The Sons of Daniel Boone (sometimes called the Society of the Sons of Daniel Boone), later the Boy Pioneers of America, was a youth program developed by Daniel Carter Beard in 1905 based on the American frontiersman. When Dan Beard joined the Boy Scouts of America (BSA) in 1910 as one of their national Scout commissioners, he merged his group into the fledgling BSA.

==Background==
Boys were organized into groups called forts. The officers of the fort took on names of frontiersmen and had specific insignia:

| Frontiersman | Position | Emblem |
|---|---|---|
| Daniel Boone | President | Powder-horn |
| David Crockett | Vice-president | Coonskin cap |
| Kit Carson | Treasurer | Flint arrowhead |
| Simon Kenton | Keeper of the gun | Tomahawk |
| John James Audubon | Librarian | Bird |
| Johnny Appleseed | Forester | Tree |
| George Catlin | Totem painter | Buffalo head |

The uniform of the boys was based on the fringed buckskin outfit of the frontiersman.
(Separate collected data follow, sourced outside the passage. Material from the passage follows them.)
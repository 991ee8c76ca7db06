//! KMP (Knuth-Morris-Pratt) 字符串匹配
//!
//! 先计算模式串的失效函数（LPS 数组），失配时按它回退模式下标，文本下标从不后退。

use log::{debug, trace};
use std::sync::Arc;

use crate::core::{Trace, TraceRecorder};
use crate::services::algorithm::string::{split_inputs, MatchProgress};
use crate::services::algorithm::types::{MatchAction, MatchStep};

/// KMP算法结构体
pub struct Kmp;

impl Kmp {
    /// 失效函数：`lps[i]` 是 `pattern[..=i]` 的最长真前缀兼后缀的长度
    pub fn failure_function(pattern: &[char]) -> Vec<usize> {
        let mut lps = vec![0; pattern.len()];
        let mut len = 0;
        let mut idx = 1;

        while idx < pattern.len() {
            if pattern[idx] == pattern[len] {
                len += 1;
                lps[idx] = len;
                idx += 1;
            } else if len != 0 {
                len = lps[len - 1];
            } else {
                lps[idx] = 0;
                idx += 1;
            }
        }

        lps
    }

    /// 字符串形式的便捷入口
    pub fn lps(pattern: &str) -> Vec<usize> {
        let chars: Vec<char> = pattern.chars().collect();
        Self::failure_function(&chars)
    }

    /// 生成KMP的完整轨迹；模式为空或比文本长时返回空轨迹
    pub fn run(text: &str, pattern: &str) -> Trace<MatchStep> {
        let Some((text, pattern)) = split_inputs(text, pattern) else {
            return Trace::empty();
        };

        let n = text.len();
        let m = pattern.len();
        let lps: Arc<[usize]> = Arc::from(Self::failure_function(&pattern));
        let mut recorder = TraceRecorder::new();
        let mut progress = MatchProgress::default();

        recorder.record(|index| MatchStep {
            lps: Some(Arc::clone(&lps)),
            ..progress.step(
                index,
                MatchAction::FailureFunction,
                format!("Failure function (LPS) of the pattern: {:?}", lps),
            )
        });

        let mut text_idx = 0;
        let mut pattern_idx = 0;

        while text_idx < n {
            progress.comparisons += 1;
            let (t, p) = (text_idx, pattern_idx);

            if text[t] == pattern[p] {
                recorder.record(|index| MatchStep {
                    text_index: Some(t),
                    pattern_index: Some(p),
                    window_start: Some(t - p),
                    is_match: true,
                    lps: Some(Arc::clone(&lps)),
                    ..progress.step(
                        index,
                        MatchAction::CharMatch,
                        format!("text[{}] = '{}' matches pattern[{}]", t, text[t], p),
                    )
                });
                text_idx += 1;
                pattern_idx += 1;

                if pattern_idx == m {
                    let start = text_idx - m;
                    progress.matches.push(start);
                    let fallback = lps[pattern_idx - 1];
                    recorder.record(|index| MatchStep {
                        text_index: Some(text_idx - 1),
                        pattern_index: Some(m - 1),
                        window_start: Some(start),
                        is_match: true,
                        lps: Some(Arc::clone(&lps)),
                        ..progress.step(
                            index,
                            MatchAction::FullMatch,
                            format!(
                                "Complete match at offset {}; continue from pattern index {}",
                                start, fallback
                            ),
                        )
                    });
                    pattern_idx = fallback;
                }
            } else {
                recorder.record(|index| MatchStep {
                    text_index: Some(t),
                    pattern_index: Some(p),
                    window_start: Some(t - p),
                    lps: Some(Arc::clone(&lps)),
                    ..progress.step(
                        index,
                        MatchAction::CharMismatch,
                        format!(
                            "text[{}] = '{}' differs from pattern[{}] = '{}'",
                            t, text[t], p, pattern[p]
                        ),
                    )
                });

                if pattern_idx != 0 {
                    pattern_idx = lps[pattern_idx - 1];
                    let fallback = pattern_idx;
                    trace!("KMP fallback at text {}: pattern {} -> {}", t, p, fallback);
                    recorder.record(|index| MatchStep {
                        text_index: Some(t),
                        pattern_index: Some(fallback),
                        window_start: Some(t - fallback),
                        lps: Some(Arc::clone(&lps)),
                        ..progress.step(
                            index,
                            MatchAction::FallBack,
                            format!(
                                "Use failure function: lps[{}] = {}, pattern index falls back to {}",
                                p - 1,
                                fallback,
                                fallback
                            ),
                        )
                    });
                } else {
                    text_idx += 1;
                }
            }
        }

        recorder.record(|index| MatchStep {
            lps: Some(Arc::clone(&lps)),
            ..progress.step(index, MatchAction::Complete, progress.summary("KMP search"))
        });

        debug!(
            "KMP search produced {} steps, {} comparisons, matches {:?}",
            recorder.len(),
            progress.comparisons,
            progress.matches
        );
        recorder.finish()
    }

    /// 只取匹配位置
    pub fn find_all(text: &str, pattern: &str) -> Vec<usize> {
        Self::run(text, pattern)
            .last()
            .map(|step| step.matches.clone())
            .unwrap_or_default()
    }
}

#[cfg(test)]
mod tests {
    use super::*;

    #[test]
    fn test_failure_function() {
        assert_eq!(Kmp::lps("ABABA"), vec![0, 0, 1, 2, 3]);
        assert_eq!(Kmp::lps("AABAAA"), vec![0, 1, 0, 1, 2, 2]);
        assert_eq!(Kmp::lps("ABCD"), vec![0, 0, 0, 0]);
    }

    #[test]
    fn test_kmp_search() {
        assert_eq!(Kmp::find_all("ABABCABABA", "ABABA"), vec![5]);
        assert_eq!(
            Kmp::find_all("ABABDABACDABABCABCABCABCABC", "ABABCABCAB"),
            vec![10]
        );
    }

    #[test]
    fn test_overlapping_matches() {
        assert_eq!(Kmp::find_all("AAAA", "AA"), vec![0, 1, 2]);
        assert_eq!(Kmp::find_all("ABABABA", "ABA"), vec![0, 2, 4]);
    }

    #[test]
    fn test_trace_starts_with_failure_function() {
        let trace = Kmp::run("ABABCABABA", "ABABA");
        let first = trace.first().expect("Trace should not be empty in test");
        assert_eq!(first.action, MatchAction::FailureFunction);
        assert_eq!(first.lps.as_deref(), Some(&[0, 0, 1, 2, 3][..]));
        assert_eq!(
            trace.last().map(|s| s.action),
            Some(MatchAction::Complete)
        );
    }

    #[test]
    fn test_fallback_after_partial_match() {
        // 在 text[4] = 'C' 与 pattern[4] = 'A' 失配，回退到 lps[3] = 2
        let trace = Kmp::run("ABABCABABA", "ABABA");
        let fallback = trace
            .iter()
            .find(|s| s.action == MatchAction::FallBack)
            .expect("Fallback step should exist in test");
        assert_eq!(fallback.text_index, Some(4));
        assert_eq!(fallback.pattern_index, Some(2));
    }

    #[test]
    fn test_full_match_step() {
        let trace = Kmp::run("ABABCABABA", "ABABA");
        let full: Vec<usize> = trace
            .iter()
            .filter(|s| s.action == MatchAction::FullMatch)
            .filter_map(|s| s.window_start)
            .collect();
        assert_eq!(full, vec![5]);
    }

    #[test]
    fn test_unsatisfiable_inputs_give_empty_trace() {
        assert!(Kmp::run("AB", "ABC").is_empty());
        assert!(Kmp::run("", "A").is_empty());
    }
}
There were no ranks or advancement, but boys could earn notches and top notches for achievements in different areas.

Beard first promoted the program in his column in Recreation Magazine starting in March 1905. He then moved over to Woman's Home Companion (WHC) in April 1906. When he left that magazine in 1909 and moved to Pictorial Review, he was forced to rename the program Boy Pioneers of America because WHC felt they owned the name.

A handbook for the program wasn't published until 1909, as Boy Pioneers: Sons of Daniel Boone.

In 2006 Great Rivers Council in Missouri established a summer camp honor society at Hohn Scout Reservation and Camp Thunderbird named Sons of Daniel Boone, following some of the original writings of Daniel Carter Beard. Since its inception over 600 Scouts have become honor members.